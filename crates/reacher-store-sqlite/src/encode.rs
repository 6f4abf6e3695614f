//! Encoding and decoding helpers between Rust domain types and the plain-text
//! representations stored in SQLite columns.
//!
//! Timestamps are stored as RFC 3339 strings. Clues, fun facts and trivia are
//! stored as compact JSON arrays. Identifiers are stored in their prefixed
//! string form and re-validated on the way out.

use chrono::{DateTime, Utc};
use reacher_core::{
  city::{City, Clue, NewCity},
  id::{CityId, InviteId, SessionId},
  invite::Invite,
  session::Session,
};

use crate::{Error, Result};

// ─── DateTime<Utc> ───────────────────────────────────────────────────────────

pub fn encode_dt(dt: DateTime<Utc>) -> String { dt.to_rfc3339() }

pub fn decode_dt(s: &str) -> Result<DateTime<Utc>> {
  DateTime::parse_from_rfc3339(s)
    .map(|dt| dt.with_timezone(&Utc))
    .map_err(|e| Error::DateParse(e.to_string()))
}

// ─── JSON columns ────────────────────────────────────────────────────────────

pub fn encode_clues(clues: &[Clue]) -> Result<String> { Ok(serde_json::to_string(clues)?) }

pub fn decode_clues(s: &str) -> Result<Vec<Clue>> { Ok(serde_json::from_str(s)?) }

pub fn encode_strings(items: &[String]) -> Result<String> { Ok(serde_json::to_string(items)?) }

pub fn decode_strings(s: &str) -> Result<Vec<String>> { Ok(serde_json::from_str(s)?) }

// ─── Row types ───────────────────────────────────────────────────────────────

/// Column list matching [`RawCity::from_row`].
pub const CITY_COLUMNS: &str =
  "city_id, city, country, clues, fun_facts, trivia, created_at, updated_at";

/// Raw strings read directly from a `cities` row.
pub struct RawCity {
  pub city_id:    String,
  pub city:       String,
  pub country:    String,
  pub clues:      String,
  pub fun_facts:  String,
  pub trivia:     String,
  pub created_at: String,
  pub updated_at: String,
}

impl RawCity {
  pub fn from_row(row: &rusqlite::Row<'_>) -> rusqlite::Result<Self> {
    Ok(Self {
      city_id:    row.get(0)?,
      city:       row.get(1)?,
      country:    row.get(2)?,
      clues:      row.get(3)?,
      fun_facts:  row.get(4)?,
      trivia:     row.get(5)?,
      created_at: row.get(6)?,
      updated_at: row.get(7)?,
    })
  }

  pub fn into_city(self) -> Result<City> {
    Ok(City {
      city_id:    CityId::parse(&self.city_id)?,
      city:       self.city,
      country:    self.country,
      clues:      decode_clues(&self.clues)?,
      fun_facts:  decode_strings(&self.fun_facts)?,
      trivia:     decode_strings(&self.trivia)?,
      created_at: decode_dt(&self.created_at)?,
      updated_at: decode_dt(&self.updated_at)?,
    })
  }
}

/// A seed record encoded for insertion, with a freshly minted id that is
/// only used if the `(city, country)` pair is new.
pub struct EncodedCity {
  pub city_id:   String,
  pub city:      String,
  pub country:   String,
  pub clues:     String,
  pub fun_facts: String,
  pub trivia:    String,
}

impl EncodedCity {
  pub fn encode(input: &NewCity) -> Result<Self> {
    Ok(Self {
      city_id:   CityId::generate().to_string(),
      city:      input.city.clone(),
      country:   input.country.clone(),
      clues:     encode_clues(&input.clues)?,
      fun_facts: encode_strings(&input.fun_facts)?,
      trivia:    encode_strings(&input.trivia)?,
    })
  }
}

/// Column list matching [`RawSession::from_row`].
pub const SESSION_COLUMNS: &str =
  "session_id, points, is_active, username, image_link, created_at, updated_at";

/// Raw values read directly from a `sessions` row.
pub struct RawSession {
  pub session_id: String,
  pub points:     i64,
  pub is_active:  bool,
  pub username:   Option<String>,
  pub image_link: Option<String>,
  pub created_at: String,
  pub updated_at: String,
}

impl RawSession {
  pub fn from_row(row: &rusqlite::Row<'_>) -> rusqlite::Result<Self> {
    Ok(Self {
      session_id: row.get(0)?,
      points:     row.get(1)?,
      is_active:  row.get(2)?,
      username:   row.get(3)?,
      image_link: row.get(4)?,
      created_at: row.get(5)?,
      updated_at: row.get(6)?,
    })
  }

  pub fn into_session(self) -> Result<Session> {
    Ok(Session {
      session_id: SessionId::parse(&self.session_id)?,
      points:     self.points,
      is_active:  self.is_active,
      username:   self.username,
      image_link: self.image_link,
      created_at: decode_dt(&self.created_at)?,
      updated_at: decode_dt(&self.updated_at)?,
    })
  }
}

/// Raw strings read directly from an `invites` row.
pub struct RawInvite {
  pub invite_id:  String,
  pub session_id: String,
  pub created_at: String,
}

impl RawInvite {
  pub fn into_invite(self) -> Result<Invite> {
    Ok(Invite {
      invite_id:  InviteId::parse(&self.invite_id)?,
      session_id: SessionId::parse(&self.session_id)?,
      created_at: decode_dt(&self.created_at)?,
    })
  }
}
//! Per-client fixed-window request limiter.
//!
//! Each client IP gets its own counter. When a client's window budget is spent,
//! its requests are answered with 429 until that window rolls over. Requests
//! that carry no connection info share a single counter.

use std::{
  net::{IpAddr, Ipv4Addr, SocketAddr},
  sync::Arc,
  time::{Duration, Instant},
};

use axum::{
  extract::{ConnectInfo, Request, State},
  middleware::Next,
  response::{IntoResponse, Response},
};
use dashmap::DashMap;
use reacher_api::ApiError;

/// Tracked clients above which expired windows are dropped.
const SWEEP_THRESHOLD: usize = 10_000;

#[derive(Debug)]
struct Window {
  started: Instant,
  used:    u64,
}

#[derive(Debug)]
pub struct RateLimiter {
  limit:   u64,
  period:  Duration,
  windows: DashMap<IpAddr, Window>,
}

impl RateLimiter {
  pub fn new(limit: u64, period: Duration) -> Self {
    Self {
      limit,
      period,
      windows: DashMap::new(),
    }
  }

  /// Spend one request from `client`'s current window. `false` once it is
  /// empty.
  pub fn try_acquire(&self, client: IpAddr) -> bool {
    let now = Instant::now();

    if self.windows.len() >= SWEEP_THRESHOLD {
      self
        .windows
        .retain(|_, window| now.duration_since(window.started) < self.period);
    }

    let mut window = self
      .windows
      .entry(client)
      .or_insert_with(|| Window { started: now, used: 0 });

    if now.duration_since(window.started) >= self.period {
      window.started = now;
      window.used = 0;
    }

    if window.used < self.limit {
      window.used += 1;
      true
    } else {
      false
    }
  }

  /// Number of clients currently holding a window.
  pub fn tracked_clients(&self) -> usize { self.windows.len() }
}

fn client_ip(req: &Request) -> IpAddr {
  req
    .extensions()
    .get::<ConnectInfo<SocketAddr>>()
    .map(|ConnectInfo(addr)| addr.ip())
    .unwrap_or(IpAddr::V4(Ipv4Addr::UNSPECIFIED))
}

/// Middleware for [`axum::middleware::from_fn_with_state`].
pub async fn enforce(
  State(limiter): State<Arc<RateLimiter>>,
  req: Request,
  next: Next,
) -> Response {
  let client = client_ip(&req);
  if limiter.try_acquire(client) {
    next.run(req).await
  } else {
    tracing::warn!(%client, path = %req.uri().path(), "rate limit exceeded");
    ApiError::RateLimited.into_response()
  }
}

....

▸ **INSTRUCTIONS TO FOLLOW**
In the entries above, find the line with "pub fn encode_dt(dt: DateTime<Utc>)" and the line with "pub fn encode_strings(items: &[String])", then restate word for word both of them and every line between, with nothing more.

▸ **WORKED SOLUTION**
pub fn encode_dt(dt: DateTime<Utc>) -> String { dt.to_rfc3339() }

pub fn decode_dt(s: &str) -> Result<DateTime<Utc>> {
  DateTime::parse_from_rfc3339(s)
    .map(|dt| dt.with_timezone(&Utc))
    .map_err(|e| Error::DateParse(e.to_string()))
}

// ─── JSON columns ────────────────────────────────────────────────────────────

pub fn encode_clues(clues: &[Clue]) -> Result<String> { Ok(serde_json::to_string(clues)?) }

pub fn decode_clues(s: &str) -> Result<Vec<Clue>> { Ok(serde_json::from_str(s)?) }

pub fn encode_strings(items: &[String]) -> Result<String> { Ok(serde_json::to_string(items)?) }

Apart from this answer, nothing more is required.